Yesterday Boston was in the 90s, but we intrepidly trepped out like we'd never trepped before!

We wanted to visit the Boston library because they might have genealogy stuff for Darwin and because . . . library!  This required working out the mass transit system, but fortunately I'm well-versed in subways after living in Europe.  Boston's was easier to figure out than most.  Darwin had never used a subway in his life, so I taught him the basics.  We bought passes for the week and hopped aboard the blue line, which dropped us right in front of our goal.

Darwin rooted around in the local history and family history room while I explored the library.  The Boston library was built back in the early 1800s, when libraries were built to resemble Greek temples.  Big, echoing vaults, long reading rooms, statues and paintings everywhere. It's half museum, really.  We found a 300-year-old table built of oak and marble that must have weighed 1000 pounds.  I surreptitiously tried to lift one side, and it was like lifting a house.  My . . . favorite work of art was the series of paintings in one gallery titled "The Triumph of Religion."  The series started with a bunch of Pagan gods (who looked vaguely Egyptian) doing awful things to hapless humans or their souls.  Then Christianity arrived, and everything turned lovely.  (No mention of the Inquisition or the Salem trials or . . . ) It was painted between 1895 and 1905 or so, but the artists left one panel blank for the Sermon on the Mount.  In the room were a pair of ceiling-high, glass-fronted cabinets--locked--with old books in them.  I told Darwin that the books were clearly magic, and the library had commissioned the paintings to keep the books under control, but without the final panel, the books could easily escape.  He wasn't as fascinated with the idea as I was.

After the library, we took the train over to the Italian section of town because that's where Old North Church and the statue of Paul Revere are (but of course).  By now it was getting on 5:00, when everything closes, and the ticket-taker just waved us through.

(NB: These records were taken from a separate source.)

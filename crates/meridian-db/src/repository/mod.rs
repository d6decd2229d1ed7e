//! # Repository Module
//!
//! One repository per table of the resilience schema. Each wraps a clone
//! of the pool and owns the SQL for its table.
//!
//! ```text
//!   meridian-sync service
//!        │  db.journal().append(&entry, now)
//!        ▼
//!   JournalRepository ──SQL──► journal_entries
//! ```
//!
//! Timestamps are stored as INTEGER unix milliseconds; rows are read into
//! private `*Row` structs and converted with the helpers below.
//!
//! ## Available Repositories
//!
//! - [`TerminalRepository`] - Terminal registry rows
//! - [`JournalRepository`] - Durable write journal
//! - [`SyncCheckpointRepository`] - Per-table sync markers
//! - [`ConflictRepository`] - Conflict audit log
//! - [`PowerEventRepository`] - Append-only power history
//! - [`TransactionCheckpointRepository`] - In-flight transaction state
//! - [`DeferredJobRepository`] - Hardware jobs parked in safe mode
//! - [`RecordRepository`] - Replicated table rows

pub mod conflict;
pub mod deferred_job;
pub mod journal;
pub mod power_event;
pub mod record;
pub mod sync_checkpoint;
pub mod terminal;
pub mod transaction_checkpoint;

pub use conflict::ConflictRepository;
pub use deferred_job::DeferredJobRepository;
pub use journal::{JournalRead, JournalRepository, JournalStats};
pub use power_event::PowerEventRepository;
pub use record::RecordRepository;
pub use sync_checkpoint::SyncCheckpointRepository;
pub use terminal::TerminalRepository;
pub use transaction_checkpoint::TransactionCheckpointRepository;

use chrono::{DateTime, TimeZone, Utc};

use crate::error::{DbError, DbResult};

pub(crate) fn to_millis(at: DateTime<Utc>) -> i64 {
    at.timestamp_millis()
}

pub(crate) fn from_millis(entity: &str, id: impl ToString, ms: i64) -> DbResult<DateTime<Utc>> {
    Utc.timestamp_millis_opt(ms)
        .single()
        .ok_or_else(|| DbError::corrupt(entity, id, format!("timestamp {} out of range", ms)))
}

pub(crate) fn opt_from_millis(
    entity: &str,
    id: impl ToString,
    ms: Option<i64>,
) -> DbResult<Option<DateTime<Utc>>> {
    ms.map(|ms| from_millis(entity, id.to_string(), ms)).transpose()
}
//! # Transaction Journal
//!
//! Durable, ordered queue of local writes made while the authoritative
//! terminal could not be reached.
//!
//! ## Guarantees
//! - An acknowledged `enqueue` is on disk (FULL synchronous commit).
//! - A retried enqueue with the same entry key returns the original seq.
//! - `pending_entries` yields drainable entries in seq order, bounded by
//!   the highest seq present when the stream started.
//! - After `max_retries` failed attempts an entry is dead-lettered and
//!   never drained again.

use chrono::Utc;
use futures_util::stream::{self, Stream};
use std::collections::VecDeque;
use std::sync::Arc;
use tokio::sync::Mutex;
use tracing::{debug, error, info};

use meridian_core::{JournalEntry, JournalStatus, NewJournalEntry};
use meridian_db::{Database, JournalRead, JournalRepository, JournalStats};

use crate::error::{SyncError, SyncResult};

const DEFAULT_PAGE_SIZE: u32 = 100;

#[derive(Debug, Clone)]
pub struct TransactionJournal {
    repo: JournalRepository,
    /// Single writer: appends are serialized in-process as well as by SQLite.
    write_lock: Arc<Mutex<()>>,
    max_retries: u32,
    page_size: u32,
}

impl TransactionJournal {
    pub fn new(db: &Database, max_retries: u32) -> Self {
        TransactionJournal {
            repo: db.journal(),
            write_lock: Arc::new(Mutex::new(())),
            max_retries,
            page_size: DEFAULT_PAGE_SIZE,
        }
    }

    pub fn with_page_size(mut self, page_size: u32) -> Self {
        self.page_size = page_size.max(1);
        self
    }

    pub fn max_retries(&self) -> u32 {
        self.max_retries
    }

    /// Appends an entry and returns its sequence number.
    pub async fn enqueue(&self, entry: NewJournalEntry) -> SyncResult<i64> {
        let _guard = self.write_lock.lock().await;
        let appended = self.repo.append(&entry, Utc::now()).await?;
        log_append(&entry, appended.seq, appended.inserted);
        Ok(appended.seq)
    }

    /// Applies a local write to this terminal's replica and journals it in
    /// the same transaction.
    pub async fn enqueue_local_write(&self, entry: NewJournalEntry) -> SyncResult<i64> {
        let record = entry
            .envelope
            .payload
            .to_record(entry.operation, &entry.origin_terminal_id)?;

        let _guard = self.write_lock.lock().await;
        let appended = self
            .repo
            .append_with_record(&entry, &record, Utc::now())
            .await?;
        log_append(&entry, appended.seq, appended.inserted);
        Ok(appended.seq)
    }

    /// Drainable entries in seq order, optionally for one table.
    ///
    /// Corrupt rows come through as [`SyncError::CorruptJournalRecord`] and
    /// the stream carries on past them. A database failure ends the stream
    /// after yielding the error.
    pub fn pending_entries(
        &self,
        table: Option<&str>,
    ) -> impl Stream<Item = SyncResult<JournalEntry>> + Send + 'static {
        self.pending_entries_after(0, table)
    }

    /// Same as [`pending_entries`](Self::pending_entries), resuming after `after_seq`.
    pub fn pending_entries_after(
        &self,
        after_seq: i64,
        table: Option<&str>,
    ) -> impl Stream<Item = SyncResult<JournalEntry>> + Send + 'static {
        let state = DrainCursor {
            repo: self.repo.clone(),
            table: table.map(str::to_string),
            cursor: after_seq,
            high_water: None,
            buffer: VecDeque::new(),
            page_size: self.page_size,
            exhausted: false,
        };

        stream::unfold(state, |mut state| async move {
            let item = state.next_item().await?;
            Some((item, state))
        })
    }

    /// Idempotent; returns whether the entry changed state.
    pub async fn mark_applied(&self, seq: i64) -> SyncResult<bool> {
        Ok(self.repo.mark_applied(seq, Utc::now()).await?)
    }

    /// Records a failed attempt and returns the entry's new status.
    pub async fn mark_failed(&self, seq: i64, reason: &str) -> SyncResult<JournalStatus> {
        self.repo
            .mark_failed(seq, reason, self.max_retries, Utc::now())
            .await?
            .ok_or_else(|| SyncError::JournalEntryApplyFailed {
                seq,
                reason: "entry is no longer drainable".into(),
            })
    }

    /// Moves an undecodable entry to dead-letter.
    pub async fn quarantine(&self, seq: i64, reason: &str) -> SyncResult<bool> {
        error!(seq, %reason, "Quarantining corrupt journal entry");
        Ok(self.repo.quarantine(seq, reason, Utc::now()).await?)
    }

    pub async fn dead_letters(&self, limit: u32) -> SyncResult<Vec<JournalRead>> {
        Ok(self.repo.dead_letters(limit).await?)
    }

    /// Entries still waiting to be applied (pending or failed).
    pub async fn count_pending(&self) -> SyncResult<i64> {
        Ok(self.repo.count_pending().await?)
    }

    pub async fn stats(&self) -> SyncResult<JournalStats> {
        Ok(self.repo.stats().await?)
    }

    /// Deletes applied entries older than `older_than`.
    pub async fn purge_applied(&self, older_than: chrono::Duration) -> SyncResult<u64> {
        let purged = self.repo.purge_applied(Utc::now() - older_than).await?;
        if purged > 0 {
            info!(purged, "Purged applied journal entries");
        }
        Ok(purged)
    }
}

fn log_append(entry: &NewJournalEntry, seq: i64, inserted: bool) {
    if inserted {
        debug!(seq, table = entry.target_table(), entry_key = %entry.entry_key, "Journal entry appended");
    } else {
        debug!(seq, entry_key = %entry.entry_key, "Duplicate enqueue, returning original seq");
    }
}

// =============================================================================
// Drain Cursor
// =============================================================================

struct DrainCursor {
    repo: JournalRepository,
    table: Option<String>,
    cursor: i64,
    /// Captured on the first page; later appends wait for the next drain.
    high_water: Option<i64>,
    buffer: VecDeque<JournalRead>,
    page_size: u32,
    exhausted: bool,
}

impl DrainCursor {
    async fn next_item(&mut self) -> Option<SyncResult<JournalEntry>> {
        loop {
            if let Some(read) = self.buffer.pop_front() {
                self.cursor = read.seq();
                return Some(match read {
                    JournalRead::Entry(entry) => Ok(entry),
                    JournalRead::Corrupt { seq, reason } => {
                        Err(SyncError::CorruptJournalRecord { seq, reason })
                    }
                });
            }

            if self.exhausted {
                return None;
            }

            if let Err(e) = self.fill().await {
                self.exhausted = true;
                return Some(Err(e));
            }
        }
    }

    async fn fill(&mut self) -> SyncResult<()> {
        let high_water = match self.high_water {
            Some(seq) => seq,
            None => {
                let seq = self.repo.high_water_seq().await?;
                self.high_water = Some(seq);
                seq
            }
        };

        let page = self
            .repo
            .fetch_drainable(self.cursor, high_water, self.table.as_deref(), self.page_size)
            .await?;

        if (page.len() as u32) < self.page_size {
            self.exhausted = true;
        }
        self.buffer.extend(page);
        Ok(())
    }
}

#[cfg(test)]
mod tests {
    use super::*;
    use crate::testing::{customer_entry, memory_db};
    use futures_util::{pin_mut, StreamExt};
    use meridian_db::DbConfig;

    async fn collect(journal: &TransactionJournal, table: Option<&str>) -> Vec<SyncResult<JournalEntry>> {
        let stream = journal.pending_entries(table);
        pin_mut!(stream);
        let mut out = Vec::new();
        while let Some(item) = stream.next().await {
            out.push(item);
        }
        out
    }

    fn seqs(items: &[SyncResult<JournalEntry>]) -> Vec<i64> {
        items
            .iter()
            .map(|item| match item {
                Ok(entry) => entry.seq,
                Err(SyncError::CorruptJournalRecord { seq, .. }) => -seq,
                Err(e) => panic!("unexpected error: {}", e),
            })
            .collect()
    }

    #[tokio::test]
    async fn test_enqueue_is_idempotent_on_key() {
        let db = memory_db().await;
        let journal = TransactionJournal::new(&db, 3);

        let entry = customer_entry("TERM-B", "c-1", "Ada", 1_000).with_key("sale-77");
        let first = journal.enqueue(entry.clone()).await.unwrap();
        let second = journal.enqueue(entry).await.unwrap();

        assert_eq!(first, second);
        assert_eq!(journal.count_pending().await.unwrap(), 1);
    }

    #[tokio::test]
    async fn test_pending_entries_in_seq_order_with_table_filter() {
        let db = memory_db().await;
        let journal = TransactionJournal::new(&db, 3).with_page_size(2);

        for i in 0..5 {
            journal
                .enqueue(customer_entry("TERM-B", &format!("c-{}", i), "x", 1_000 + i))
                .await
                .unwrap();
        }

        let items = collect(&journal, None).await;
        assert_eq!(seqs(&items), vec![1, 2, 3, 4, 5]);

        assert!(collect(&journal, Some("customers")).await.len() == 5);
        assert!(collect(&journal, Some("products")).await.is_empty());
    }

    #[tokio::test]
    async fn test_stream_is_bounded_by_high_water() {
        let db = memory_db().await;
        let journal = TransactionJournal::new(&db, 3).with_page_size(1);

        journal.enqueue(customer_entry("TERM-B", "c-1", "a", 1)).await.unwrap();
        journal.enqueue(customer_entry("TERM-B", "c-2", "b", 2)).await.unwrap();

        let stream = journal.pending_entries(None);
        pin_mut!(stream);
        let first = stream.next().await.unwrap().unwrap();
        assert_eq!(first.seq, 1);

        // Appended mid-drain: belongs to the next drain
        journal.enqueue(customer_entry("TERM-B", "c-3", "c", 3)).await.unwrap();

        let mut rest = Vec::new();
        while let Some(item) = stream.next().await {
            rest.push(item.unwrap().seq);
        }
        assert_eq!(rest, vec![2]);

        let resumed = journal.pending_entries_after(2, None);
        pin_mut!(resumed);
        assert_eq!(resumed.next().await.unwrap().unwrap().seq, 3);
    }

    #[tokio::test]
    async fn test_dead_letter_after_max_retries() {
        let db = memory_db().await;
        let journal = TransactionJournal::new(&db, 3);
        let seq = journal
            .enqueue(customer_entry("TERM-B", "c-1", "Ada", 1_000))
            .await
            .unwrap();

        assert_eq!(journal.mark_failed(seq, "timeout").await.unwrap(), JournalStatus::Failed);
        assert_eq!(journal.mark_failed(seq, "timeout").await.unwrap(), JournalStatus::Failed);
        assert_eq!(
            journal.mark_failed(seq, "timeout").await.unwrap(),
            JournalStatus::DeadLetter
        );

        assert!(collect(&journal, None).await.is_empty());
        assert_eq!(journal.count_pending().await.unwrap(), 0);
        assert_eq!(journal.dead_letters(10).await.unwrap().len(), 1);

        // Settled entries can't fail again
        assert!(journal.mark_failed(seq, "late").await.is_err());
    }

    #[tokio::test]
    async fn test_mark_applied_is_idempotent() {
        let db = memory_db().await;
        let journal = TransactionJournal::new(&db, 3);
        let seq = journal
            .enqueue(customer_entry("TERM-B", "c-1", "Ada", 1_000))
            .await
            .unwrap();

        assert!(journal.mark_applied(seq).await.unwrap());
        assert!(!journal.mark_applied(seq).await.unwrap());
        assert_eq!(journal.stats().await.unwrap().applied, 1);
    }

    #[tokio::test]
    async fn test_corrupt_row_surfaces_without_blocking() {
        let db = memory_db().await;
        let journal = TransactionJournal::new(&db, 3);

        journal.enqueue(customer_entry("TERM-B", "c-1", "a", 1)).await.unwrap();
        journal.enqueue(customer_entry("TERM-B", "c-2", "b", 2)).await.unwrap();
        journal.enqueue(customer_entry("TERM-B", "c-3", "c", 3)).await.unwrap();

        sqlx::query("UPDATE journal_entries SET payload = '{\"version\":1,' WHERE seq = 2")
            .execute(db.pool())
            .await
            .unwrap();

        let items = collect(&journal, None).await;
        assert_eq!(seqs(&items), vec![1, -2, 3]);

        assert!(journal.quarantine(2, "truncated payload").await.unwrap());
        assert_eq!(seqs(&collect(&journal, None).await), vec![1, 3]);
    }

    #[tokio::test]
    async fn test_acknowledged_entries_survive_restart() {
        let dir = tempfile::tempdir().unwrap();
        let path = dir.path().join("terminal.db");

        {
            let db = Database::new(DbConfig::new(&path)).await.unwrap();
            let journal = TransactionJournal::new(&db, 3);
            for i in 0..3 {
                journal
                    .enqueue_local_write(customer_entry("TERM-B", &format!("c-{}", i), "x", 10 + i))
                    .await
                    .unwrap();
            }
            db.close().await;
        }

        let db = Database::new(DbConfig::new(&path)).await.unwrap();
        let journal = TransactionJournal::new(&db, 3);
        let items = collect(&journal, None).await;
        assert_eq!(seqs(&items), vec![1, 2, 3]);

        // The replica rows were written with their entries
        assert_eq!(db.records().count("customers").await.unwrap(), 3);
    }
}
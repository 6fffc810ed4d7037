//! `.xlsx`/`.xlsm` import and export for paysheet workbooks.
//!
//! This crate intentionally operates at the ZIP/Open Packaging Convention
//! layer: a workbook is a ZIP of XML "parts". Reading extracts plain cell
//! tables from the parts the report needs; writing generates a fresh minimal
//! package (content types, relationships, shared strings, styles, one
//! worksheet part per sheet). There is no round-trip preservation; the
//! generator always produces new files.

mod archive;
mod read;
mod write;

pub use archive::{ArchiveError, WorkbookArchive};
pub use read::{read_from_bytes, read_from_path, ReadError, SourceSheet, SourceWorkbook};
pub use write::{write_to_file, write_to_vec, WriteError};
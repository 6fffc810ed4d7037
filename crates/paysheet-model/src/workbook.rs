use serde::{Deserialize, Serialize};

use crate::{
    sanitize_sheet_name, validate_sheet_name, SheetNameError, Style, StyleTable, Worksheet,
    WorksheetId, EXCEL_MAX_SHEET_NAME_LEN,
};

/// A workbook containing worksheets and the shared style table.
#[derive(Clone, Debug, Serialize, Deserialize)]
pub struct Workbook {
    /// Worksheets, in tab order.
    #[serde(default)]
    pub sheets: Vec<Worksheet>,

    /// Workbook style table (deduplicated).
    #[serde(default)]
    pub styles: StyleTable,
}

/// Errors raised when adding a worksheet.
#[derive(Clone, Debug, PartialEq, Eq, thiserror::Error)]
pub enum AddSheetError {
    #[error(transparent)]
    InvalidName(#[from] SheetNameError),
    #[error("sheet name already exists: {0}")]
    DuplicateName(String),
}

impl Default for Workbook {
    fn default() -> Self {
        Self::new()
    }
}

impl Workbook {
    /// Create a new empty workbook.
    pub fn new() -> Self {
        Self {
            sheets: Vec::new(),
            styles: StyleTable::new(),
        }
    }

    /// Add a worksheet with a validated, unique name, returning its id.
    pub fn add_sheet(&mut self, name: &str) -> Result<WorksheetId, AddSheetError> {
        validate_sheet_name(name)?;
        if self.sheet_by_name(name).is_some() {
            return Err(AddSheetError::DuplicateName(name.to_string()));
        }
        let id = self
            .sheets
            .iter()
            .map(|s| s.id)
            .max()
            .unwrap_or(0)
            .wrapping_add(1);
        self.sheets.push(Worksheet::new(id, name));
        Ok(id)
    }

    /// Add a worksheet named after arbitrary display text.
    ///
    /// The text is sanitized into a legal sheet name; when two inputs collapse
    /// to the same sanitized name a numeric suffix (`-2`, `-3`, ...) is
    /// appended, re-truncating so the result still fits Excel's length limit.
    pub fn add_sheet_for(&mut self, display_name: &str) -> WorksheetId {
        let base = sanitize_sheet_name(display_name);
        let mut candidate = base.clone();
        let mut n = 1u32;
        while self.sheet_by_name(&candidate).is_some() {
            n += 1;
            let suffix = format!("-{n}");
            let keep = EXCEL_MAX_SHEET_NAME_LEN.saturating_sub(suffix.chars().count());
            candidate = base.chars().take(keep).collect::<String>() + &suffix;
        }
        self.add_sheet(&candidate)
            .expect("sanitized unique name is always valid")
    }

    /// Get a sheet by id.
    pub fn sheet(&self, id: WorksheetId) -> Option<&Worksheet> {
        self.sheets.iter().find(|s| s.id == id)
    }

    /// Get a mutable sheet by id.
    pub fn sheet_mut(&mut self, id: WorksheetId) -> Option<&mut Worksheet> {
        self.sheets.iter_mut().find(|s| s.id == id)
    }

    /// Find a sheet by name (case-insensitive, like Excel).
    pub fn sheet_by_name(&self, name: &str) -> Option<&Worksheet> {
        self.sheets
            .iter()
            .find(|s| sheet_name_eq(&s.name, name))
    }

    /// Intern (deduplicate) a style into the workbook's style table.
    pub fn intern_style(&mut self, style: Style) -> u32 {
        self.styles.intern(style)
    }
}

/// Case-insensitive sheet name comparison.
///
/// Excel compares tab names case-insensitively; simple Unicode lowercasing is
/// close enough for the names this generator produces.
fn sheet_name_eq(a: &str, b: &str) -> bool {
    a.to_lowercase() == b.to_lowercase()
}

#[cfg(test)]
mod tests {
    use super::*;

    #[test]
    fn add_sheet_rejects_duplicates_case_insensitively() {
        let mut wb = Workbook::new();
        wb.add_sheet("March").unwrap();
        assert_eq!(
            wb.add_sheet("march"),
            Err(AddSheetError::DuplicateName("march".to_string()))
        );
    }

    #[test]
    fn display_names_are_sanitized_and_disambiguated() {
        let mut wb = Workbook::new();
        let a = wb.add_sheet_for("A/B");
        let b = wb.add_sheet_for("A\\B");
        assert_eq!(wb.sheet(a).unwrap().name, "A-B");
        assert_eq!(wb.sheet(b).unwrap().name, "A-B-2");
    }

    #[test]
    fn collision_suffix_respects_length_limit() {
        let mut wb = Workbook::new();
        let long = "x".repeat(40);
        wb.add_sheet_for(&long);
        let second = wb.add_sheet_for(&long);
        let name = &wb.sheet(second).unwrap().name;
        assert_eq!(name.chars().count(), EXCEL_MAX_SHEET_NAME_LEN);
        assert!(name.ends_with("-2"));
    }

    #[test]
    fn sheet_ids_are_stable_across_lookup() {
        let mut wb = Workbook::new();
        let id = wb.add_sheet("Ledger").unwrap();
        wb.sheet_mut(id).unwrap().set_value(
            crate::CellRef::new(0, 0),
            "hello",
        );
        assert_eq!(
            wb.sheet_by_name("ledger").unwrap().value(crate::CellRef::new(0, 0)),
            crate::CellValue::String("hello".to_string())
        );
    }
}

Ticket-taker? You mean all these important national monuments cost money to see?  Yes, they do.  You didn't think the actual US government gave them money for upkeep, did you?

Anyway, we were able to zip through the church quickly.  It was the same inside as all the other churches: a giant whitewashed room filled with boxed-in pews with a minster's stand at the front atop a short spiral stair.  This church also displayed the window through which, according to legend, the minister who hung the famous lanterns jumped in order to escape British soldiers.

We also examined the famous Paul Revere statue to our heart's content.  I pointed out to Darwin that the horse was plainly a stallion, a fact he was . . . disconcerted to learn.

It was truly hot and severely muggy, and we were more than a mile from the subway station that would take us to the flat.  So we sprang for a taxi.  Worth it!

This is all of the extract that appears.